CB – Diego Godin (Atlético Madrid)
Much of Atlético’s resurgence can be filtered back to the steady foundations of Diego Godin. Since his move from Villarreal in 2010, Godin matured into one of the world’s best centre-backs.
Simeone’s defensive management style is synonymous with Godin’s aggressive style of play. Solid in the air, not scared to get stuck in and always has the surprise element of bursting through with the ball.
CB – Sergio Ramos (Real Madrid)
He really is like Marmite, Sergio. The master of the dark-arts, win-at-all-costs, ultimate sh*thouse. But he’s Real’s beloved sh*thouse.
He’s been a force of nature during his time at Madrid and has helped them to a lot of trophies, and when the dust settles, he’s pound-for-pound one of the best centre-backs in world football.
LB – Roberto Carlos (Real Madrid)
It’s pretty sad that there is a generation of football fans who won’t have seen Roberto Carlos don the all-white strip. That left peg must be worth a fortune.
Former Real Madrid coach Vicente del Bosque said “Roberto Carlos can cover the entire [left] wing all on his own,” perhaps one of the most attacking-minded full-backs of a generation and boy, he could hit a set piece.
RW – Cristiano Ronaldo (Real Madrid)
Does this one need justifying?
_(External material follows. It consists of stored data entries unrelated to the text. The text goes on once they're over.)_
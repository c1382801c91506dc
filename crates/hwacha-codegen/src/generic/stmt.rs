// SPDX-License-Identifier: (MIT OR Apache-2.0)

//! Statement lowering.

use cranelift::prelude::*;
use hwacha_ir::Stmt;

use super::expr::element_address;
use crate::emitter::{Binding, DeviceKernelEmitter, FunctionContext};
use crate::scope::SymbolScope;
use crate::{CodegenError, CodegenResult};

fn mismatch(expected: &str, stmt: &Stmt) -> CodegenError {
    CodegenError::InvariantViolation(format!("{} handler called with {:?}", expected, stmt.kind()))
}

pub(crate) fn lower_let_stmt(
    em: &mut DeviceKernelEmitter,
    cx: &mut FunctionContext<'_>,
    scope: &mut SymbolScope<Binding>,
    stmt: &Stmt,
) -> CodegenResult<()> {
    let Stmt::LetStmt { name, value, body } = stmt else {
        return Err(mismatch("let", stmt));
    };
    let value = em.emit_expr(cx, scope, value)?;
    let mut scope = scope.bind([cx.bind(name, value)]);
    em.emit_stmt(cx, &mut scope, body)
}

pub(crate) fn lower_block(
    em: &mut DeviceKernelEmitter,
    cx: &mut FunctionContext<'_>,
    scope: &mut SymbolScope<Binding>,
    stmt: &Stmt,
) -> CodegenResult<()> {
    let Stmt::Block { stmts } = stmt else {
        return Err(mismatch("block", stmt));
    };
    for s in stmts {
        em.emit_stmt(cx, scope, s)?;
    }
    Ok(())
}

pub(crate) fn lower_if(
    em: &mut DeviceKernelEmitter,
    cx: &mut FunctionContext<'_>,
    scope: &mut SymbolScope<Binding>,
    stmt: &Stmt,
) -> CodegenResult<()> {
    let Stmt::IfThenElse { cond, then_case, else_case } = stmt else {
        return Err(mismatch("if", stmt));
    };
    let cond = em.emit_expr(cx, scope, cond)?;

    let then_block = cx.builder.create_block();
    let merge_block = cx.builder.create_block();
    let else_block = match else_case {
        Some(_) => cx.builder.create_block(),
        None => merge_block,
    };
    cx.builder.ins().brif(cond, then_block, &[], else_block, &[]);

    cx.builder.switch_to_block(then_block);
    em.emit_stmt(cx, scope, then_case)?;
    cx.builder.ins().jump(merge_block, &[]);

    if let Some(else_case) = else_case {
        cx.builder.switch_to_block(else_block);
        em.emit_stmt(cx, scope, else_case)?;
        cx.builder.ins().jump(merge_block, &[]);
    }

    cx.builder.switch_to_block(merge_block);
    Ok(())
}

/// Serial loop over `[min, min + extent)`.
///
/// ```text
///   jump header(min)
/// header(i):
///   brif i < end, body, exit
/// body:
///   ...; jump header(i + 1)
/// exit:
/// ```
pub(crate) fn lower_for(
    em: &mut DeviceKernelEmitter,
    cx: &mut FunctionContext<'_>,
    scope: &mut SymbolScope<Binding>,
    stmt: &Stmt,
) -> CodegenResult<()> {
    let Stmt::For { name, min, extent, body, .. } = stmt else {
        return Err(mismatch("for", stmt));
    };
    let ty = min.ty();
    if !ty.is_int() || extent.ty() != ty {
        return Err(CodegenError::InvariantViolation(format!(
            "loop '{}' bounds must share one integer type, found {} and {}",
            name,
            ty,
            extent.ty()
        )));
    }
    let start = em.emit_expr(cx, scope, min)?;
    let extent = em.emit_expr(cx, scope, extent)?;
    let end = cx.builder.ins().iadd(start, extent);
    let index_ty = cx.builder.func.dfg.value_type(start);

    let header = cx.builder.create_block();
    let body_block = cx.builder.create_block();
    let exit = cx.builder.create_block();
    cx.builder.append_block_param(header, index_ty);

    cx.builder.ins().jump(header, &[start]);

    cx.builder.switch_to_block(header);
    let index = cx.builder.block_params(header)[0];
    let cc = if ty.is_signed() { IntCC::SignedLessThan } else { IntCC::UnsignedLessThan };
    let more = cx.builder.ins().icmp(cc, index, end);
    cx.builder.ins().brif(more, body_block, &[], exit, &[]);

    cx.builder.switch_to_block(body_block);
    {
        let mut scope = scope.bind([cx.bind(name, index)]);
        em.emit_stmt(cx, &mut scope, body)?;
    }
    let next = cx.builder.ins().iadd_imm(index, 1);
    cx.builder.ins().jump(header, &[next]);

    cx.builder.switch_to_block(exit);
    Ok(())
}

pub(crate) fn lower_store(
    em: &mut DeviceKernelEmitter,
    cx: &mut FunctionContext<'_>,
    scope: &mut SymbolScope<Binding>,
    stmt: &Stmt,
) -> CodegenResult<()> {
    let Stmt::Store { buffer, value, index } = stmt else {
        return Err(mismatch("store", stmt));
    };
    let elem_ty = cx.buffer_arg(buffer)?.ty;
    if value.ty() != elem_ty {
        return Err(CodegenError::InvariantViolation(format!(
            "store of {} into {} buffer '{}'",
            value.ty(),
            elem_ty,
            buffer
        )));
    }
    let value = em.emit_expr(cx, scope, value)?;
    let addr = element_address(em, cx, scope, buffer, index)?;
    cx.builder.ins().store(MemFlags::trusted(), value, addr, 0);
    Ok(())
}

pub(crate) fn lower_evaluate(
    em: &mut DeviceKernelEmitter,
    cx: &mut FunctionContext<'_>,
    scope: &mut SymbolScope<Binding>,
    stmt: &Stmt,
) -> CodegenResult<()> {
    let Stmt::Evaluate { value } = stmt else {
        return Err(mismatch("evaluate", stmt));
    };
    em.emit_expr(cx, scope, value)?;
    Ok(())
}
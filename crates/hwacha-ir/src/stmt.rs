// SPDX-License-Identifier: (MIT OR Apache-2.0)

//! Statement nodes.

use crate::{Expr, ScalarType};

/// Scheduling tag of a loop. Lane loops are recognized by the loop
/// variable's suffix, not by this tag; it is carried for printing.
#[derive(Debug, Clone, Copy, PartialEq, Eq, Hash, Default)]
#[cfg_attr(feature = "serde", derive(serde::Serialize, serde::Deserialize), serde(rename_all = "snake_case"))]
pub enum ForKind {
    #[default]
    Serial,
    Parallel,
    GpuBlock,
    GpuThread,
}

#[derive(Debug, Clone, PartialEq)]
#[cfg_attr(
    feature = "serde",
    derive(serde::Serialize, serde::Deserialize),
    serde(tag = "node", rename_all = "snake_case")
)]
pub enum Stmt {
    LetStmt {
        name: String,
        value: Expr,
        body: Box<Stmt>,
    },
    Block {
        stmts: Vec<Stmt>,
    },
    IfThenElse {
        cond: Expr,
        then_case: Box<Stmt>,
        #[cfg_attr(feature = "serde", serde(default))]
        else_case: Option<Box<Stmt>>,
    },
    For {
        name: String,
        min: Expr,
        extent: Expr,
        #[cfg_attr(feature = "serde", serde(default))]
        kind: ForKind,
        body: Box<Stmt>,
    },
    /// `buffer[index] = value`
    Store {
        buffer: String,
        value: Expr,
        index: Expr,
    },
    Evaluate {
        value: Expr,
    },
    Allocate {
        name: String,
        ty: ScalarType,
        extents: Vec<Expr>,
        body: Box<Stmt>,
    },
    Free {
        name: String,
    },
    Assert {
        condition: Expr,
        message: String,
    },
}

/// Discriminant of a [`Stmt`], used to key handler tables.
#[derive(Debug, Clone, Copy, PartialEq, Eq, Hash)]
pub enum StmtKind {
    LetStmt,
    Block,
    IfThenElse,
    For,
    Store,
    Evaluate,
    Allocate,
    Free,
    Assert,
}

impl StmtKind {
    pub const ALL: [StmtKind; 9] = [
        StmtKind::LetStmt,
        StmtKind::Block,
        StmtKind::IfThenElse,
        StmtKind::For,
        StmtKind::Store,
        StmtKind::Evaluate,
        StmtKind::Allocate,
        StmtKind::Free,
        StmtKind::Assert,
    ];
}

impl Stmt {
    pub fn kind(&self) -> StmtKind {
        match self {
            Stmt::LetStmt { .. } => StmtKind::LetStmt,
            Stmt::Block { .. } => StmtKind::Block,
            Stmt::IfThenElse { .. } => StmtKind::IfThenElse,
            Stmt::For { .. } => StmtKind::For,
            Stmt::Store { .. } => StmtKind::Store,
            Stmt::Evaluate { .. } => StmtKind::Evaluate,
            Stmt::Allocate { .. } => StmtKind::Allocate,
            Stmt::Free { .. } => StmtKind::Free,
            Stmt::Assert { .. } => StmtKind::Assert,
        }
    }

    pub fn block(stmts: Vec<Stmt>) -> Stmt {
        Stmt::Block { stmts }
    }

    pub fn for_loop(name: impl Into<String>, min: Expr, extent: Expr, kind: ForKind, body: Stmt) -> Stmt {
        Stmt::For { name: name.into(), min, extent, kind, body: Box::new(body) }
    }

    pub fn store(buffer: impl Into<String>, value: Expr, index: Expr) -> Stmt {
        Stmt::Store { buffer: buffer.into(), value, index }
    }

    pub fn let_stmt(name: impl Into<String>, value: Expr, body: Stmt) -> Stmt {
        Stmt::LetStmt { name: name.into(), value, body: Box::new(body) }
    }

    pub fn if_then(cond: Expr, then_case: Stmt) -> Stmt {
        Stmt::IfThenElse { cond, then_case: Box::new(then_case), else_case: None }
    }
}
One of the best footballers of all-time.
Rather than giving the opinion of ‘just some guy’, here’s what George Best had to say about him: “There have been a few players described as the new George Best over the years, but this is the first time it’s been a compliment to me.”
CM – Adelardo Rodriguez (Atlético Madrid)
Adelardo is plausibly Atlético’s best ever midfielder, holding the club record for appearances to this day with 551. He enjoyed a 17-year spell in the Spanish capital from 1959 to 1976.
Probably one of the best complete midfielders of his time, combining skill, commitment and a knack for goalscoring.
CM – Zinedine Zidane (Real Madrid)
It’s 2002, Zidane’s only just balding and he’s sporting those gorgeous predators. Oh, when life was simple.
Zidane was a pure joy to watch, his ability to create space when there very clearly was incredible. Them predators were like two silk slippers, carefully moulded to his feet so he could pluck a ball straight from the clouds.
LW – Paulo Futre (Atlético Madrid)
Paulo Futre became a bonafide legend at Atlético where he spent six seasons. His explosive nature, dribbles and little twists and turns was adored by the crowd.
He attained comparisons to Maradona and it was easy to see why. An important generational Portuguese talent late 80s/early 90s.
ST – Ferenc Puskás (Real Madrid)
Ferenc Puskás’ career was obviously before most people’s time but the fact his legacy still stands is testament to a wonderful player.
Joining Real Madrid in 1957 at the grand old age of 31, Puskás scored four-hat tricks in just his first season. He won La Liga five years in a row from 1961 to 1966, scoring a total of 82 goals over that period. Not surprising the most beautiful goal award is now named after him, ey?
ST – Fernando Torres (Atlético Madrid)
Sometimes in life, things are just meant to be. You know, they just click. Fernando Torres was made for Atlético Madrid and Atlético Madrid was made for Fernando Torres.
Atlético’s prodigy, native son and folk hero played a total of 404 times for Los Rojiblancos. A true example of the idea that trophies aren’t everything, El Niño only won the Segunda División and the Europa League in Madrid.